El raro designio de su progenie se relaciona con un tipo de novelas a las que el género mismo –la novela negra, il giallo, la serie noir--- nunca terminó de acostumbrarse, tal vez porque en su rasgo de independencia reside la concavidad de una variante sin nombre. Por supuesto, quien decidió luego habitar esa concavidad fue, sin duda, Natahanael West ---The Day of the Locust, Miss Lonely Hearts---, pero la intención satírica o burlesca atenuaba también la estricta ausencia de color.El negro absoluto requerido no necesitaba valores intermedios ni menguas.
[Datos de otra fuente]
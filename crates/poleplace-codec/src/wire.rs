use bytes::{Buf, BufMut, BytesMut};

/// Request size: `Vo` (1) + `V1` (1).
pub const REQUEST_SIZE: usize = 2;

/// Response size: `Vi` (1).
pub const RESPONSE_SIZE: usize = 1;

/// Quantized plant state sent by the plant.
#[derive(Debug, Clone, Copy, PartialEq, Eq, Default)]
pub struct Request {
    /// Quantized plant output `Vo`.
    pub vo: i8,
    /// Quantized secondary state `V1`.
    pub v1: i8,
}

impl Request {
    pub fn new(vo: i8, v1: i8) -> Self {
        Self { vo, v1 }
    }

    /// The request as it appears on the wire.
    pub fn to_bytes(self) -> [u8; REQUEST_SIZE] {
        [self.vo as u8, self.v1 as u8]
    }

    pub fn from_bytes(bytes: [u8; REQUEST_SIZE]) -> Self {
        Self {
            vo: bytes[0] as i8,
            v1: bytes[1] as i8,
        }
    }
}

/// Quantized control output returned to the plant.
#[derive(Debug, Clone, Copy, PartialEq, Eq, Default)]
pub struct Response {
    /// Quantized control input `Vi`.
    pub vi: i8,
}

impl Response {
    pub fn new(vi: i8) -> Self {
        Self { vi }
    }

    pub fn to_bytes(self) -> [u8; RESPONSE_SIZE] {
        [self.vi as u8]
    }

    pub fn from_bytes(bytes: [u8; RESPONSE_SIZE]) -> Self {
        Self { vi: bytes[0] as i8 }
    }
}

/// Encode a request into the wire format.
///
/// ```text
/// ┌───────────┬───────────┐
/// │ Vo (i8)   │ V1 (i8)   │
/// └───────────┴───────────┘
/// ```
pub fn encode_request(request: &Request, dst: &mut BytesMut) {
    dst.reserve(REQUEST_SIZE);
    dst.put_i8(request.vo);
    dst.put_i8(request.v1);
}

/// Decode a request from a buffer.
///
/// Returns `None` if the buffer doesn't hold a complete request yet.
/// On success, consumes the request bytes from the buffer.
pub fn decode_request(src: &mut BytesMut) -> Option<Request> {
    if src.len() < REQUEST_SIZE {
        return None;
    }
    let vo = src.get_i8();
    let v1 = src.get_i8();
    Some(Request { vo, v1 })
}

/// Encode a response into the wire format (a single `Vi` byte).
pub fn encode_response(response: &Response, dst: &mut BytesMut) {
    dst.reserve(RESPONSE_SIZE);
    dst.put_i8(response.vi);
}

/// Decode a response from a buffer.
pub fn decode_response(src: &mut BytesMut) -> Option<Response> {
    if src.len() < RESPONSE_SIZE {
        return None;
    }
    Some(Response { vi: src.get_i8() })
}
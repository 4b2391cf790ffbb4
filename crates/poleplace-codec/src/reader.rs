use std::io::{ErrorKind, Read};

use bytes::BytesMut;

use crate::error::{CodecError, Result};
use crate::wire::{
    decode_request, decode_response, Request, Response, REQUEST_SIZE, RESPONSE_SIZE,
};

/// Reads complete fixed-size messages from any `Read` stream.
///
/// Handles partial reads internally. EOF before a message is complete is a
/// [`CodecError::ShortRead`]; a partially filled message is never decoded.
pub struct WireReader<T> {
    inner: T,
    buf: BytesMut,
}

impl<T: Read> WireReader<T> {
    pub fn new(inner: T) -> Self {
        Self {
            inner,
            buf: BytesMut::with_capacity(REQUEST_SIZE),
        }
    }

    /// Read the next request (blocking).
    pub fn read_request(&mut self) -> Result<Request> {
        self.fill(REQUEST_SIZE)?;
        decode_request(&mut self.buf).ok_or(CodecError::ShortRead {
            expected: REQUEST_SIZE,
            received: self.buf.len(),
        })
    }

    /// Read the next response (blocking).
    pub fn read_response(&mut self) -> Result<Response> {
        self.fill(RESPONSE_SIZE)?;
        decode_response(&mut self.buf).ok_or(CodecError::ShortRead {
            expected: RESPONSE_SIZE,
            received: self.buf.len(),
        })
    }

    // Reads no further than `want` so bytes past the message stay in the stream.
    fn fill(&mut self, want: usize) -> Result<()> {
        while self.buf.len() < want {
            let mut chunk = [0u8; REQUEST_SIZE];
            let missing = want - self.buf.len();
            let read = match self.inner.read(&mut chunk[..missing]) {
                Ok(n) => n,
                Err(err) if err.kind() == ErrorKind::Interrupted => continue,
                Err(err) => return Err(CodecError::Io(err)),
            };

            if read == 0 {
                return Err(CodecError::ShortRead {
                    expected: want,
                    received: self.buf.len(),
                });
            }

            self.buf.extend_from_slice(&chunk[..read]);
        }
        Ok(())
    }

    /// Borrow the underlying stream.
    pub fn get_ref(&self) -> &T {
        &self.inner
    }

    /// Consume the reader and return the inner stream.
    pub fn into_inner(self) -> T {
        self.inner
    }
}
Cualquier invención florida inventaba súbitos matices.
De acuerdo con un raro designio, la novela de McCoy es heroica y personal en el sentido homérico, algo que se abstuvo de mostrar mi recuerdo del film de Sydney Pollack, de 1969. La falta de cuidados de la realidad a secas podría ofrecerle a este film una indecisión definitiva ---lo hace, según sentencia del tiempo--(1) y arrastrar hasta ahí la novela, como un paliativo sociológico de los malos tiempos: gente que se inscribe hasta morir en maratones de baile para olvidar la miseria que habitan y los rodea. Los efectos se ordenan casi alfabéticamente para reencausar un best-seller (que el libro, creo, nunca fue) y ofrecer de paso la serie afanosa de motivos que bastarían para investir de actualidad una contratapa: borramiento del yo y la subjetividad (agotado a partir de Ortega y Gasset), inconciencia y brutalidad de la masa (agotado por el libro de Canetti), analogía entre sacrificio animal y humano (agotado por Michel Leiris).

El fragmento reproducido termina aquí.